Increasing housing supply is vital, but McCauley said the private sector can’t do it on its own.
“We absolutely need other levels of government in order to support programs, whether they’re financial programs or rental supplement programs or others in order to create greater affordability. We have to get better alignment between federal government initiatives, provincial government initiatives and local municipalities.”
Canada was targeting 325,000 immigrants annually pre-COVID and that number has now risen to more than 400,000, so McCauley said the affordable-housing problem will likely grow worse if solutions aren’t found soon.
“The reality is that there’s no alignment between immigration and housing policies in our nation today. We need the federal government to step in with much more significant contributions in order to address deeper affordability needs in Canada,” he said.
“We need the municipalities and the provinces to weigh in to streamline the development approval processes in all municipalities because that’s really where the rubber hits the road and that’s where we’re having the most difficulty in providing supply.”

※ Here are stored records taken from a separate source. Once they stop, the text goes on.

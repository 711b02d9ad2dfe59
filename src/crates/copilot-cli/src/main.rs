//! Batch entry point for the retail analytics copilot
//!
//! Reads question records from a JSONL file, runs each through the
//! workflow graph with the default deterministic strategies, and writes
//! answer records to an output JSONL file in the same order.

use std::fs::File;
use std::io::{BufRead, BufReader, BufWriter, Write};
use std::path::{Path, PathBuf};
use std::sync::Arc;

use anyhow::{Context, Result};
use clap::Parser;
use tracing::{info, Level};

use copilot_agent::{
    build_graph, run_batch, AnswerRecord, Collaborators, DeterministicSynthesizer,
    KeywordClassifier, QuestionRecord, SqliteExecutor, TemplateSqlGenerator, TfIdfRetriever,
};

/// Retail analytics copilot batch runner
#[derive(Parser, Debug)]
#[command(name = "copilot")]
#[command(about = "Answer retail analytics questions in batch mode", long_about = None)]
#[command(version)]
struct Args {
    /// Path to a JSONL file of question records
    #[arg(long)]
    batch: PathBuf,

    /// Output JSONL file path
    #[arg(long)]
    out: PathBuf,

    /// Directory of markdown documents to index for retrieval
    #[arg(long, env = "COPILOT_DOCS_DIR", default_value = "docs")]
    docs_dir: PathBuf,

    /// SQLite database file
    #[arg(long, env = "COPILOT_DB", default_value = "data/northwind.sqlite")]
    db: PathBuf,

    /// Enable verbose logging
    #[arg(short, long)]
    verbose: bool,
}

#[tokio::main]
async fn main() -> Result<()> {
    let args = Args::parse();

    let level = if args.verbose { Level::DEBUG } else { Level::INFO };
    tracing_subscriber::fmt().with_max_level(level).init();

    let questions = read_questions(&args.batch)
        .with_context(|| format!("reading questions from {}", args.batch.display()))?;
    info!(count = questions.len(), "loaded questions");

    let retriever = TfIdfRetriever::from_dir(&args.docs_dir)
        .with_context(|| format!("indexing documents in {}", args.docs_dir.display()))?;
    info!(chunks = retriever.chunk_count(), "document index built");

    let executor = SqliteExecutor::open(&args.db)
        .with_context(|| format!("opening database {}", args.db.display()))?;

    let collaborators = Arc::new(Collaborators {
        classifier: Arc::new(KeywordClassifier),
        ranker: Arc::new(retriever),
        generator: Arc::new(TemplateSqlGenerator),
        executor: Arc::new(executor),
        synthesizer: Arc::new(DeterministicSynthesizer),
    });

    let graph = build_graph(collaborators)?;
    let results = run_batch(&graph, &questions).await?;

    write_results(&args.out, &results)
        .with_context(|| format!("writing results to {}", args.out.display()))?;
    info!(count = results.len(), path = %args.out.display(), "done");

    Ok(())
}

fn read_questions(path: &Path) -> Result<Vec<QuestionRecord>> {
    let file = File::open(path)?;
    let mut questions = Vec::new();
    for (number, line) in BufReader::new(file).lines().enumerate() {
        let line = line?;
        if line.trim().is_empty() {
            continue;
        }
        let record: QuestionRecord = serde_json::from_str(&line)
            .with_context(|| format!("malformed question record on line {}", number + 1))?;
        questions.push(record);
    }
    Ok(questions)
}

fn write_results(path: &Path, results: &[AnswerRecord]) -> Result<()> {
    let file = File::create(path)?;
    let mut writer = BufWriter::new(file);
    for record in results {
        serde_json::to_writer(&mut writer, record)?;
        writer.write_all(b"\n")?;
    }
    writer.flush()?;
    Ok(())
}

Gary Lee, a moderator on the panel and managing director of residential at BentallGreenOak, agreed saying, “National policies are often at the mercy of local governments.”
GWL Realty Advisors senior vice-president of multi-family, Anne Morash, said Canada has experienced a surge in international students in recent years and there may be a need to build more student housing so they don’t rent or buy homes to live in—reducing the housing supply for Canadians.
Morash said there’s also a need for more seniors housing and for repurposing low-rise housing stock to higher densities. She also stressed there needs to be a balance between protecting the existing rental supply and potentially penalizing some institutional investors who purchased existing stock, modernized them and turned them into higher-income rental properties.